The title "Trust" points to the crucial and contested issue of public confidence in government during this period. It suggests the chapter will explore the Nixon administration's awareness of the prevailing skepticism and its multifaceted attempts to secure the trust of the American populace. This could encompass their efforts to be seen as trustworthy, as well as the underlying challenges and potential contradictions in their approach to building and maintaining that trust amidst ongoing national turmoil.

Chapter 19: If Gold Rust

Chapter 19, "If Gold Rust," likely explores the emerging concerns about the integrity of American institutions and values under the Nixon administration. It may delve into economic uncertainties, such as anxieties about inflation and the stability of the dollar, which was linked to gold at the time. Beyond economics, the chapter could also touch upon a perceived erosion of moral or ethical standards within the government, or a sense that foundational principles were being compromised for political gain. This period might have seen early indications of the kinds of actions that would later contribute to a decline in public trust.

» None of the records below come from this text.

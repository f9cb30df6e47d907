//! The sync engine: one cursor-tracked ingestion cycle per call.
//!
//! # Cycle
//! 1. Acquire the reentrancy guard (or return [`CycleOutcome::Skipped`]).
//! 2. Read the cursor `C` (default: `start_block`).
//! 3. Fetch events for `[C, C + chunk_size]`.
//! 4. Apply each event to the ledger in chain order.
//! 5. Persist `C + chunk_size + 1`.
//!
//! Any failure in 2–5 returns before the cursor write, so the next cycle
//! retries the same range. Ledger writes already made in a failed cycle are
//! not undone: application is at-least-once.

use std::sync::atomic::{AtomicBool, Ordering};
use std::sync::Arc;

use serde::Serialize;
use tracing::{debug, error, info, warn};

use crate::config::{DecodePolicy, SyncConfig};
use crate::cursor::CursorStore;
use crate::error::SyncError;
use crate::ledger::{Player, PointLedger};
use crate::source::EventSource;
use crate::types::{BlockRange, FetchedEvent, GameFinishedEvent};

/// Points a winner starts with when first seen.
const WINNER_DEFAULT_POINT: u64 = 1;
/// Points a loser starts with when first seen.
const LOSER_DEFAULT_POINT: u64 = 0;

/// What one completed cycle did.
#[derive(Debug, Clone, PartialEq, Eq, Serialize)]
pub struct CycleSummary {
    /// Range that was queried.
    pub range: BlockRange,
    /// Events applied to the ledger.
    pub events_applied: usize,
    /// Undecodable events skipped under [`DecodePolicy::Skip`].
    pub events_skipped: usize,
    /// Cursor value persisted at the end of the cycle.
    pub next_cursor: u64,
}

/// Result of [`SyncEngine::run_cycle`].
#[derive(Debug, Clone, PartialEq, Eq)]
pub enum CycleOutcome {
    /// Another cycle held the guard; nothing was read or written.
    Skipped,
    /// The range was applied and the cursor advanced.
    Completed(CycleSummary),
}

/// Held for the duration of a cycle; clears the flag on every exit path.
struct CycleGuard<'a> {
    flag: &'a AtomicBool,
}

impl<'a> CycleGuard<'a> {
    fn try_acquire(flag: &'a AtomicBool) -> Option<Self> {
        flag.compare_exchange(false, true, Ordering::AcqRel, Ordering::Acquire)
            .ok()
            .map(|_| Self { flag })
    }
}

impl Drop for CycleGuard<'_> {
    fn drop(&mut self) {
        self.flag.store(false, Ordering::Release);
    }
}

/// Turns game-finished events into point-ledger mutations, one bounded block
/// range per cycle.
pub struct SyncEngine<S: EventSource> {
    source: S,
    cursor: Arc<dyn CursorStore>,
    ledger: Arc<dyn PointLedger>,
    start_block: u64,
    chunk_size: u64,
    decode_policy: DecodePolicy,
    running: AtomicBool,
}

impl<S: EventSource> SyncEngine<S> {
    pub fn new(
        source: S,
        cursor: Arc<dyn CursorStore>,
        ledger: Arc<dyn PointLedger>,
        config: &SyncConfig,
    ) -> Self {
        Self {
            source,
            cursor,
            ledger,
            start_block: config.start_block,
            chunk_size: config.chunk_size,
            decode_policy: config.decode_policy,
            running: AtomicBool::new(false),
        }
    }

    /// Returns `true` while a cycle holds the guard.
    pub fn is_running(&self) -> bool {
        self.running.load(Ordering::Acquire)
    }

    /// Run one ingestion cycle.
    ///
    /// Returns [`CycleOutcome::Skipped`] without touching any store if a cycle
    /// is already in progress on this engine.
    pub async fn run_cycle(&self) -> Result<CycleOutcome, SyncError> {
        let Some(_guard) = CycleGuard::try_acquire(&self.running) else {
            debug!("sync cycle already in progress, skipping");
            return Ok(CycleOutcome::Skipped);
        };

        let cursor = match self.current_cursor().await {
            Ok(c) => c,
            Err(e) => {
                error!(error = %e, retryable = e.is_retryable(), "failed to read cursor");
                return Err(e);
            }
        };
        let range = BlockRange::chunk(cursor, self.chunk_size);
        debug!(from = range.from, to = range.to, "sync cycle start");

        match self.sync_range(range).await {
            Ok(summary) => Ok(CycleOutcome::Completed(summary)),
            Err(e) => {
                error!(
                    from = range.from,
                    to = range.to,
                    error = %e,
                    retryable = e.is_retryable(),
                    "sync cycle failed, cursor not advanced"
                );
                Err(e)
            }
        }
    }

    async fn current_cursor(&self) -> Result<u64, SyncError> {
        Ok(self
            .cursor
            .load_cursor()
            .await?
            .map(|c| c.last_block)
            .unwrap_or(self.start_block))
    }

    async fn sync_range(&self, range: BlockRange) -> Result<CycleSummary, SyncError> {
        let fetched = self.source.fetch_events(range).await?;
        let (events, skipped) = self.screen(fetched)?;

        if !events.is_empty() {
            info!(
                from = range.from,
                to = range.to,
                events = events.len(),
                "found finished games"
            );
        }

        for event in &events {
            self.apply(event).await?;
        }

        let next_cursor = range.next_cursor();
        self.cursor.save_cursor(next_cursor).await?;

        debug!(next_cursor, applied = events.len(), skipped, "sync cycle complete");
        Ok(CycleSummary {
            range,
            events_applied: events.len(),
            events_skipped: skipped,
            next_cursor,
        })
    }

    /// Apply the decode policy to a fetched batch before any ledger write.
    fn screen(
        &self,
        fetched: Vec<FetchedEvent>,
    ) -> Result<(Vec<GameFinishedEvent>, usize), SyncError> {
        let mut events = Vec::with_capacity(fetched.len());
        let mut skipped = 0;
        for item in fetched {
            match item {
                Ok(event) => events.push(event),
                Err(failure) => match self.decode_policy {
                    DecodePolicy::Skip => {
                        warn!(
                            block = failure.block_number,
                            reason = %failure.reason,
                            "skipping undecodable event"
                        );
                        skipped += 1;
                    }
                    DecodePolicy::Abort => {
                        return Err(SyncError::Decode {
                            block_number: failure.block_number,
                            reason: failure.reason,
                        })
                    }
                },
            }
        }
        Ok((events, skipped))
    }

    async fn apply(&self, event: &GameFinishedEvent) -> Result<(), SyncError> {
        let winner = self.settle(&event.winner, WINNER_DEFAULT_POINT, 1).await?;
        let loser = self.settle(&event.loser, LOSER_DEFAULT_POINT, -1).await?;
        debug!(
            game_id = %event.game_id,
            block = event.block_number,
            winner = %winner.address,
            winner_point = winner.point,
            loser = %loser.address,
            loser_point = loser.point,
            "game applied"
        );
        Ok(())
    }

    /// Create the player with `default_point`, or shift an existing total by `delta`.
    async fn settle(
        &self,
        address: &str,
        default_point: u64,
        delta: i64,
    ) -> Result<Player, SyncError> {
        let upserted = self.ledger.upsert_player(address, default_point).await?;
        if upserted.created {
            return Ok(upserted.player);
        }
        self.ledger.increment_point(address, delta).await
    }
}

The title "If Gold Rust" is a metaphorical proverb, suggesting a troubling state where even the most precious, seemingly incorruptible standards—represented by "gold"—are showing signs of decay or corruption ("rust"). In the context of the chapter, it likely alludes to a fear or observation that core American values, leadership integrity, or institutional soundness were becoming tarnished. The phrase implies that if such fundamental elements begin to weaken, it signals a deeper societal problem, reflecting anxiety about the nation's moral and ethical foundations.

Chapter 20: The Presidential Offensive

Chapter 20, "The Presidential Offensive," likely portrays a phase where the Nixon administration launched a series of assertive actions and policy initiatives. This could encompass decisive moves in the Vietnam War, such as new military strategies or diplomatic efforts, alongside strong measures to address domestic issues like crime, student protests, or economic challenges. The chapter probably details President Nixon's determined efforts to take control of the national agenda, confront his political adversaries, and forcefully implement his vision for the country. It suggests a period of proactive and perhaps aggressive maneuvers aimed at consolidating his power and achieving his objectives.

The title "The Presidential Offensive" indicates a period of determined and forceful action directed by President Nixon and his administration. It suggests a shift from reacting to events to proactively shaping them, with the White House launching a concerted effort to assert its authority, push its agenda forward, and counter any opposition on multiple fronts, both domestically and in foreign policy.

Chapter 21: The Polarization

Chapter 21, "The Polarization," initiates Book III by examining the Nixon administration's strategic efforts to deepen and exploit existing societal divisions for political advantage. It likely details how President Nixon and key figures like Vice President Spiro Agnew employed divisive rhetoric to rally their base, often referred to as the "Silent Majority," by targeting anti-war demonstrators, critical media outlets, and liberal elites. This chapter would illustrate the tactics used to create an "us versus them" mentality, further polarizing the American political landscape. The administration's actions aimed to consolidate support by sharpening cultural and political fault lines.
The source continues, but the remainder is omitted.